Right? Let's get into that. All right.
No, we're going to get into that right now, because I have a piece
that I would like to read to you here. I'm an interpretation of the
14th amendment from the national constitution center by brian
t. Fritz patrick and theodore m. Shaw. And by the way,
we'll have links to the national constitution center. We'll have links to all of this
stuff, all these references that we are making in the
show notes below the player for this episode.
So from the national constitution center, a common interpretation of
the 14th amendment. They're going to hit on some of this. Tom, you're going to
love this. Ratified as it was after the civil war in
1868, there is little doubt what the equal protection clause was
intended to do stop states from discriminating against blacks.
But the text of the clause is worded very broadly, and it has come a
long way from its original purpose. For example, despite its reference
to states, the clause has been read into the fifth amendment to
prevent the federal government from discriminating as well.

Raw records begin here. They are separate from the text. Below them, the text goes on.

mod engine;
mod summary;

pub use engine::{SessionEngine, SessionMode, SessionState};
pub use summary::{leading_minutes, SessionSummary};
use chrono::{DateTime, Utc};
use serde::{Deserialize, Serialize};

use crate::catalog::Difficulty;
use crate::session::{SessionMode, SessionSummary};

/// Every state change in the engine produces an Event. The host surface
/// renders them; the post-session collaborator consumes the completion
/// variants.
#[derive(Debug, Clone, Serialize, Deserialize)]
#[serde(tag = "type")]
pub enum Event {
    CartItemAdded {
        id: String,
        name: String,
        at: DateTime<Utc>,
    },
    CartItemRemoved {
        id: String,
        at: DateTime<Utc>,
    },
    CartCleared {
        at: DateTime<Utc>,
    },
    SessionStarted {
        session_id: String,
        mode: SessionMode,
        workout_count: usize,
        first_workout: String,
        at: DateTime<Utc>,
    },
    /// One exercise done, the next one is now presented.
    ExerciseAdvanced {
        session_id: String,
        index: usize,
        workout: String,
        elapsed_secs: u64,
        at: DateTime<Utc>,
    },
    /// Multi-workout session reached its terminal state.
    SessionCompleted {
        summary: SessionSummary,
        at: DateTime<Utc>,
    },
    /// Single-workout completion report ("save to history", no checkout).
    WorkoutCompleted {
        name: String,
        equipment: String,
        difficulty: Difficulty,
        duration_label: String,
        elapsed_secs: u64,
        at: DateTime<Utc>,
    },
    SessionCancelled {
        session_id: String,
        index: usize,
        at: DateTime<Utc>,
    },
    TimerStarted {
        at: DateTime<Utc>,
    },
    TimerPaused {
        elapsed_secs: u64,
        at: DateTime<Utc>,
    },
    TimerReset {
        at: DateTime<Utc>,
    },
}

Near the end of the 19th century, the court considered whether racial segregation by the
government violated the constitution if people were separated into different
facilities by race. But those facilities were purportedly equally
suitable, did that constitute discrimination?
Historians have debated whether the 14th amendment was intended to end such
segregation, but in plesi v. Ferguson, the court ruled
by a seven to one vote that so called separate but equal facilities in that
case train cars for blacks and whites did not violate the Equal
Protection Clause. The decision cemented into place
racist Jim Crow era laws. In a famous
dissent, justice John Marshall Harlan disagreed, stating, quote,
our Constitution is colorblind. End quote. Plesy remained the law of the land
until 1954, when it was overruled in Brown versus Board of Education.

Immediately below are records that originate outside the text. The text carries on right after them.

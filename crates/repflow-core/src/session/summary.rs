//! Aggregate summary handed to the post-session collaborator.

use chrono::{DateTime, Utc};
use serde::{Deserialize, Serialize};

use crate::catalog::WorkoutDescriptor;

/// Produced once, on the multi-workout terminal transition.
#[derive(Debug, Clone, Serialize, Deserialize)]
pub struct SessionSummary {
    pub session_id: String,
    pub completed_count: usize,
    /// Best-effort sum of the leading integer in each item's free-text
    /// duration label ("12-14 min" contributes 12). A heuristic, not an
    /// accurate time total.
    pub duration_label_sum_min: u64,
    /// Active seconds actually measured across all exercises.
    pub active_secs: u64,
    /// Snapshot of every descriptor traversed, in session order.
    pub items: Vec<WorkoutDescriptor>,
    pub completed_at: DateTime<Utc>,
}

/// Leading integer of a free-text duration label, 0 if it has none.
pub fn leading_minutes(label: &str) -> u64 {
    let digits: String = label
        .trim_start()
        .chars()
        .take_while(|c| c.is_ascii_digit())
        .collect();
    digits.parse().unwrap_or(0)
}

#[cfg(test)]
mod tests {
    use super::*;

    #[test]
    fn parses_leading_integer() {
        assert_eq!(leading_minutes("12-14 min"), 12);
        assert_eq!(leading_minutes("8 min"), 8);
        assert_eq!(leading_minutes("  20 min"), 20);
    }

    #[test]
    fn label_without_digits_contributes_zero() {
        assert_eq!(leading_minutes("about ten minutes"), 0);
        assert_eq!(leading_minutes(""), 0);
    }
}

The Supreme Court unanimously overruled the reasoning of Plesi and held that separate
schools for blacks and whites violated the Protection Clause. Brown
was a decisive turning point in a decades long struggle to
dismantle governmentally opposed segregation, not only in schools, but throughout American
society. Brown was a turning point, but it was not the end of the struggle.
For example, it was not until 1967, in Loving versus Virginia that
the Supreme Court held that laws prohibiting interracial marriages violated
equal protection. Although the original purpose was
to protect blacks from discrimination, the broad wording has led the Supreme Court to hold
that all racial discrimination pache tom's
point here, including against whites, Hispanics, Asians and
Native Americans is constitutionally suspect.

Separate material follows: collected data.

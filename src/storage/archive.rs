use std::collections::BTreeSet;
use std::fs::File;
use std::io::{self, Read, Write};
use std::path::{Path, PathBuf};

use parking_lot::Mutex;
use tempfile::NamedTempFile;
use zip::result::ZipError;
use zip::ZipArchive;

use crate::error::{Error, Result};
use crate::partition::PartitionKey;
use crate::series::{validate_series_id, SeriesFile};
use crate::storage::{
    partition_keys, validate_key, AccessMode, PartitionBuffer, PersistenceAdapter, TempCopyMmap,
    SERIES_FILENAME,
};

/// Read-only store backed by a single zip archive.
///
/// Entries follow the directory layout (`<series-id>/series.json`,
/// `<series-id>/<partition-id>`). Partitions are copied into private temp
/// files before mapping so the archive is never touched; the copy is removed
/// when the returned buffer is dropped.
pub struct ArchiveStore {
    path: PathBuf,
    archive: Mutex<ZipArchive<File>>,
    entries: BTreeSet<String>,
}

impl ArchiveStore {
    pub fn open(path: impl AsRef<Path>) -> Result<Self> {
        let path = path.as_ref().to_path_buf();
        let file = File::open(&path).map_err(Error::io("open archive", &path))?;
        let archive = ZipArchive::new(file).map_err(|err| {
            log::error!("cannot read archive {}: {err}", path.display());
            Error::Archive(err)
        })?;
        let entries = archive
            .file_names()
            .filter(|name| !name.ends_with('/'))
            .map(str::to_string)
            .collect();
        Ok(Self {
            path,
            archive: Mutex::new(archive),
            entries,
        })
    }

    pub fn path(&self) -> &Path {
        &self.path
    }

    /// Copies entry `name` into `out`.
    fn copy_entry(&self, name: &str, out: &mut impl Write) -> Result<u64> {
        let mut archive = self.archive.lock();
        let mut entry = archive.by_name(name).map_err(Error::archive("read", name))?;
        io::copy(&mut entry, out).map_err(|err| {
            log::error!("copy of archive entry {name} failed: {err}");
            Error::Storage(err)
        })
    }

    fn read_entry(&self, name: &str) -> Result<Vec<u8>> {
        let mut archive = self.archive.lock();
        let mut entry = archive.by_name(name).map_err(Error::archive("read", name))?;
        let mut bytes = Vec::with_capacity(entry.size() as usize);
        entry.read_to_end(&mut bytes).map_err(|err| {
            log::error!("read of archive entry {name} failed: {err}");
            Error::Storage(err)
        })?;
        Ok(bytes)
    }
}

impl PersistenceAdapter for ArchiveStore {
    fn is_read_only(&self) -> bool {
        true
    }

    fn list_series(&self) -> Result<Vec<SeriesFile>> {
        let suffix = format!("/{SERIES_FILENAME}");
        let mut series = Vec::new();
        for name in &self.entries {
            let Some(id) = name.strip_suffix(&suffix) else { continue };
            if validate_series_id(id).is_err() {
                continue;
            }
            series.push(SeriesFile::from_json(id, &self.read_entry(name)?)?);
        }
        Ok(series)
    }

    fn save_series(&self, _series: &SeriesFile) -> Result<()> {
        Err(Error::ReadOnly)
    }

    fn delete_series(&self, _id: &str) -> Result<()> {
        Err(Error::ReadOnly)
    }

    fn list_partitions(&self, series: &SeriesFile) -> Result<Vec<PartitionKey>> {
        let prefix = format!("{}/", series.id());
        if !self.entries.contains(&format!("{prefix}{SERIES_FILENAME}")) {
            return Err(Error::SeriesNotFound(series.id().to_string()));
        }
        let names = self
            .entries
            .iter()
            .filter_map(|name| name.strip_prefix(&prefix));
        Ok(partition_keys(series.id(), series.definition.partition, names))
    }

    fn create_partition(&self, _key: &PartitionKey, _size_bytes: usize) -> Result<bool> {
        Err(Error::ReadOnly)
    }

    fn open_partition(&self, key: &PartitionKey, mode: AccessMode) -> Result<PartitionBuffer> {
        if mode == AccessMode::ReadWrite {
            return Err(Error::ReadOnly);
        }
        validate_key(key)?;
        let name = format!("{}/{}", key.series_id, key.partition_id);
        if !self.entries.contains(&name) {
            return Err(Error::PartitionNotFound(key.clone()));
        }

        let mut temp = NamedTempFile::new().map_err(|err| {
            log::error!("cannot create temp copy for {key}: {err}");
            Error::Storage(err)
        })?;
        match self.copy_entry(&name, &mut temp) {
            Ok(_) => {}
            Err(Error::Archive(ZipError::FileNotFound)) => {
                return Err(Error::PartitionNotFound(key.clone()))
            }
            Err(err) => return Err(err),
        }
        temp.flush().map_err(Error::io("flush temp copy", temp.path()))?;
        Ok(PartitionBuffer::temp_copy(TempCopyMmap::new(temp)?))
    }
}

These holdings have led to an ongoing debate for the last several decades over whether
it is unconstitutional for governments to consider the race of blacks, Hispanics and
Native Americans as a positive factor in university
admissions, employment and government contracting. We will address
this question in our separate statements. The Supreme
Court has also used the Equal Protection Clause to prohibit discrimination on other
bases besides race. Most laws are assessed under so
called rational basis scrutiny. Here, any plausible and
legitimate reason for the discrimination is sufficient to render it
constitutional. But laws that rely on so called suspect
classifications are assessed under heightened scrutiny here. The government must
have important or compelling reasons to justify the discrimination, and the discrimination
must be carefully tailored to serve those reasons. What types of
classifications are suspect. In light of the history of the Equal Protection Clause,
it is no surprise that race and national origin are suspect classifications. But the
Court has also held that gender, immigration status and wedlock
status at birth qualify as suspect
classifications. The Court has rejected arguments that age and
poverty should be elevated to suspect classifications.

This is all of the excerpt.